При этом, вспоминая завет собственного отца, он внушал сыновьям, что не чваниться следует происхождением и предками, как это делают иные дерущие нос дворянчики, а знать их, чтобы чтить их заслуги и достоинства, преодолевая в себе их слабости и недостатки.

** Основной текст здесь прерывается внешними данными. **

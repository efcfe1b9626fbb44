// handlers/mod.rs - two handler tiers
//
// Public (no identity, allow-listed paths) -> Protected (gate has resolved
// an AuthenticatedActor and the role's policy matched the path).
//
// The gate only answers "may this role reach this path". Anything finer,
// such as mission ownership or admin-only role management, is checked
// inside the protected handlers.
pub mod protected;
pub mod public;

Ротмистр Лермонт уже за первый десяток лет в полку выдвинулся на первое место среди рейтаров по искусству верховой езды да и по знанию службы. Да и язык русский освоил он быстрее всех. Он никогда не задумывался над тем, как выглядит он в седле, но однажды Крис Галловей, полюбовавшись всадником и конем на манеже, сказал, когда ротмистр подъехал к нему, чтобы поздороваться с другом:
— Я хороший архитектор, мой друг, и плохой скульптор, иначе я обязательно вылепил бы тебя верхом на коне и отлил статую в бронзе. У тебя с конем только один недостаток: слишком похож ты на статую Коллеони работы Вероккио, которую я видел на маленькой площади в Венеции, а она чересчур хорошо известна, ибо почитается лучшей конной статуей в мире! А в восемнадцать лет, старина, ты напомнил мне «Копьеносца» великого грека Поликлета, законодателя идеальной красоты спартанских воинов-аристократов. Да, брат, есть в тебе античная воинская красота.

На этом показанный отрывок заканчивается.